*** Opening of Exercise data ***
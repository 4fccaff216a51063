//! tsgate Monitor: merges usage statistics and task run status into one
//! health report.

pub mod health;

pub use health::{HealthAggregator, HealthReport, RunHealth, TaskHealth, UsageRecord};
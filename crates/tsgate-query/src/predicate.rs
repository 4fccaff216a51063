//! Row predicates for Flux `filter()` calls.
//!
//! A predicate renders two ways. In a query, every value becomes a named
//! parameter and the text depends only on the predicate's shape. In a task
//! script, which has no runtime parameters, values are written as escaped
//! literals.

use serde::{Deserialize, Serialize};
use serde_json::Value;
use tsgate_core::{Error, Result};
use tsgate_engine::flux;

#[derive(Debug, Clone, Copy, PartialEq, Eq, Serialize, Deserialize)]
#[serde(rename_all = "lowercase")]
pub enum CompareOp {
    Eq,
    Ne,
    Lt,
    Le,
    Gt,
    Ge,
}

impl CompareOp {
    pub fn as_flux(&self) -> &'static str {
        match self {
            CompareOp::Eq => "==",
            CompareOp::Ne => "!=",
            CompareOp::Lt => "<",
            CompareOp::Le => "<=",
            CompareOp::Gt => ">",
            CompareOp::Ge => ">=",
        }
    }
}

#[derive(Debug, Clone, PartialEq)]
pub enum Predicate {
    /// `r.<tag> == <value>`; `tag` must be an identifier.
    TagEquals { tag: String, value: String },
    /// `r._value <op> <value>`.
    FieldCompare { op: CompareOp, value: f64 },
    And(Box<Predicate>, Box<Predicate>),
}

impl Predicate {
    pub fn tag_equals(tag: impl Into<String>, value: impl Into<String>) -> Self {
        Predicate::TagEquals {
            tag: tag.into(),
            value: value.into(),
        }
    }

    pub fn field_compare(op: CompareOp, value: f64) -> Self {
        Predicate::FieldCompare { op, value }
    }

    pub fn and(self, other: Predicate) -> Self {
        Predicate::And(Box::new(self), Box::new(other))
    }

    /// The predicate registered with downsampling tasks by default.
    pub fn zero_value() -> Self {
        Predicate::field_compare(CompareOp::Eq, 0.0)
    }

    /// Render for a query body, appending each value to `params` under a
    /// generated name (`<prefix><n>`).
    pub fn render_bound(&self, prefix: &str, params: &mut Vec<(String, Value)>) -> Result<String> {
        match self {
            Predicate::TagEquals { tag, value } => {
                check_tag(tag)?;
                let name = format!("{}{}", prefix, params.len());
                let text = format!("r.{} == params.{}", tag, name);
                params.push((name, Value::from(value.as_str())));
                Ok(text)
            }
            Predicate::FieldCompare { op, value } => {
                check_finite(*value)?;
                let name = format!("{}{}", prefix, params.len());
                let text = format!("r._value {} params.{}", op.as_flux(), name);
                params.push((name, Value::from(*value)));
                Ok(text)
            }
            Predicate::And(a, b) => {
                let a = a.render_bound(prefix, params)?;
                let b = b.render_bound(prefix, params)?;
                Ok(format!("({}) and ({})", a, b))
            }
        }
    }

    /// Render with values inlined as escaped Flux literals.
    pub fn render_literal(&self) -> Result<String> {
        match self {
            Predicate::TagEquals { tag, value } => {
                check_tag(tag)?;
                Ok(format!("r.{} == {}", tag, flux::string_literal(value)))
            }
            Predicate::FieldCompare { op, value } => {
                check_finite(*value)?;
                Ok(format!("r._value {} {}", op.as_flux(), flux::float_literal(*value)))
            }
            Predicate::And(a, b) => Ok(format!(
                "({}) and ({})",
                a.render_literal()?,
                b.render_literal()?
            )),
        }
    }
}

fn check_tag(tag: &str) -> Result<()> {
    if !flux::is_identifier(tag) {
        return Err(Error::validation(format!("tag key {:?} is not an identifier", tag)));
    }
    Ok(())
}

fn check_finite(value: f64) -> Result<()> {
    if !value.is_finite() {
        return Err(Error::validation("comparison value must be a finite number"));
    }
    Ok(())
}
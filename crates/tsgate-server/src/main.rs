//! tsgate: multi-tenant gateway in front of a time-series engine.

use std::sync::Arc;

use tracing::{error, info};
use tracing_subscriber::EnvFilter;
use tsgate_core::GatewayConfig;
use tsgate_server::{build_router, provision_raw_bucket, AppState};

#[tokio::main]
async fn main() -> anyhow::Result<()> {
    // Initialize tracing
    tracing_subscriber::fmt()
        .with_env_filter(
            EnvFilter::try_from_default_env().unwrap_or_else(|_| EnvFilter::new("info")),
        )
        .init();

    let args: Vec<String> = std::env::args().collect();

    if args.len() > 1 {
        match args[1].as_str() {
            "--check" | "check" => {
                let code = check().await;
                std::process::exit(code);
            }
            "--help" | "-h" | "help" => {
                println!("tsgate: multi-tenant time-series gateway");
                println!();
                println!("Usage: tsgate [command]");
                println!();
                println!("Commands:");
                println!("  (none)     Start the server");
                println!("  check      Verify engine access and provision the raw bucket");
                println!("  help       Show this help message");
                println!();
                println!("Configuration is read from INFLUXDB_HOST, INFLUXDB_ORGANIZATION,");
                println!("INFLUXDB_TOKEN and the TSGATE_* variables.");
                return Ok(());
            }
            _ => {
                eprintln!("Unknown command: {}. Use 'tsgate help' for usage.", args[1]);
                std::process::exit(1);
            }
        }
    }

    let config = GatewayConfig::from_env()?;
    let port = config.port;
    info!("Configuration: {:?}", config);

    let engine = tsgate_engine::create_engine(&config)?;
    let state = Arc::new(AppState::new(config, engine));

    if let Err(e) = provision_raw_bucket(&state).await {
        error!("Insufficient permissions, exiting: {}", e);
        std::process::exit(1);
    }

    let app = build_router(state);

    let addr = format!("0.0.0.0:{}", port);
    let listener = tokio::net::TcpListener::bind(&addr).await?;
    info!("tsgate listening on {}", addr);

    axum::serve(listener, app).await?;

    Ok(())
}

/// `tsgate check`: ping the engine and provision the raw bucket.
async fn check() -> i32 {
    let config = match GatewayConfig::from_env() {
        Ok(c) => c,
        Err(e) => {
            eprintln!("Configuration invalid: {}", e);
            return 1;
        }
    };
    let engine = match tsgate_engine::create_engine(&config) {
        Ok(e) => e,
        Err(e) => {
            eprintln!("Engine setup failed: {}", e);
            return 1;
        }
    };

    if let Err(e) = engine.ping().await {
        eprintln!("Engine unreachable: {}", e);
        return 1;
    }
    println!("Engine ({}) reachable", engine.name());

    let raw_bucket = config.raw_bucket.clone();
    let state = AppState::new(config, engine);
    match state.buckets.provision(&raw_bucket).await {
        Ok(bucket) => {
            println!("Bucket {} ready (retention {})", bucket.name, bucket.retention);
            0
        }
        Err(e) => {
            eprintln!("Bucket {} not ready: {}", raw_bucket, e);
            1
        }
    }
}
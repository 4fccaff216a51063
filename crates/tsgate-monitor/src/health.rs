//! Health report production.

use std::collections::BTreeMap;
use std::sync::Arc;
use std::time::Duration;

use chrono::{DateTime, Utc};
use futures::future::join_all;
use serde::Serialize;
use tracing::debug;
use tsgate_core::Result;
use tsgate_engine::{EngineClient, FluxTable, Run, RunStatus, Task, TaskStatus};
use tsgate_query::{usage_query, TimeWindow};

/// Aggregated usage for one category (`_measurement`), e.g. `http_request`.
#[derive(Debug, Clone, PartialEq, Serialize)]
pub struct UsageRecord {
    pub category: String,
    pub value: f64,
}

/// Health of a task derived from its most recent run.
#[derive(Debug, Clone, Copy, PartialEq, Eq, Serialize)]
#[serde(rename_all = "snake_case")]
pub enum RunHealth {
    NoRunYet,
    Running,
    Success,
    Failed,
}

impl RunHealth {
    pub fn classify(last_run: Option<&Run>) -> Self {
        match last_run.map(|r| r.status) {
            None => RunHealth::NoRunYet,
            Some(RunStatus::Scheduled) | Some(RunStatus::Running) => RunHealth::Running,
            Some(RunStatus::Success) => RunHealth::Success,
            Some(RunStatus::Failed) | Some(RunStatus::Canceled) => RunHealth::Failed,
        }
    }

    pub fn as_str(&self) -> &'static str {
        match self {
            RunHealth::NoRunYet => "no_run_yet",
            RunHealth::Running => "running",
            RunHealth::Success => "success",
            RunHealth::Failed => "failed",
        }
    }
}

impl std::fmt::Display for RunHealth {
    fn fmt(&self, f: &mut std::fmt::Formatter<'_>) -> std::fmt::Result {
        f.write_str(self.as_str())
    }
}

#[derive(Debug, Clone, PartialEq, Serialize)]
pub struct TaskHealth {
    pub id: String,
    pub name: String,
    pub status: TaskStatus,
    /// `None` for inactive tasks; their runs are not inspected.
    pub health: Option<RunHealth>,
    pub last_run: Option<Run>,
}

#[derive(Debug, Clone, PartialEq, Serialize)]
pub struct HealthReport {
    pub generated_at: DateTime<Utc>,
    pub usage: Vec<UsageRecord>,
    pub tasks: Vec<TaskHealth>,
}

pub struct HealthAggregator {
    engine: Arc<dyn EngineClient>,
    usage_window: Duration,
}

impl HealthAggregator {
    pub fn new(engine: Arc<dyn EngineClient>, usage_window: Duration) -> Self {
        Self {
            engine,
            usage_window,
        }
    }

    /// Read usage and the task inventory concurrently, then the latest run
    /// of every active task concurrently. Any failed read fails the report.
    pub async fn produce_report(&self) -> Result<HealthReport> {
        let window = TimeWindow::trailing(self.usage_window)?;
        let query = usage_query(&window);

        let (usage, tasks) = tokio::join!(self.engine.query(&query), self.engine.list_tasks());
        let usage = usage_records(&usage?);
        let tasks = tasks?;
        debug!("Health report: {} usage rows, {} tasks", usage.len(), tasks.len());

        let tasks = join_all(tasks.into_iter().map(|task| self.task_health(task)))
            .await
            .into_iter()
            .collect::<Result<Vec<_>>>()?;

        Ok(HealthReport {
            generated_at: Utc::now(),
            usage,
            tasks,
        })
    }

    async fn task_health(&self, task: Task) -> Result<TaskHealth> {
        let (health, last_run) = if task.status == TaskStatus::Active {
            let last_run = self.engine.get_runs(&task.id, 1).await?.into_iter().next();
            (Some(RunHealth::classify(last_run.as_ref())), last_run)
        } else {
            (None, None)
        };
        Ok(TaskHealth {
            id: task.id,
            name: task.name,
            status: task.status,
            health,
            last_run,
        })
    }
}

/// Sum `_value` per `_measurement` across all tables, ordered by category.
fn usage_records(tables: &[FluxTable]) -> Vec<UsageRecord> {
    let mut totals: BTreeMap<String, f64> = BTreeMap::new();
    for record in tables.iter().flat_map(|t| t.records.iter()) {
        let (Some(category), Some(value)) = (record.measurement(), record.value()) else {
            continue;
        };
        *totals.entry(category.to_string()).or_insert(0.0) += value;
    }
    totals
        .into_iter()
        .map(|(category, value)| UsageRecord { category, value })
        .collect()
}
*** Close of Exercise data ***
*What is needed*:
Provide the number of lines above containing "listener" and nothing else.

*Task answer*:
2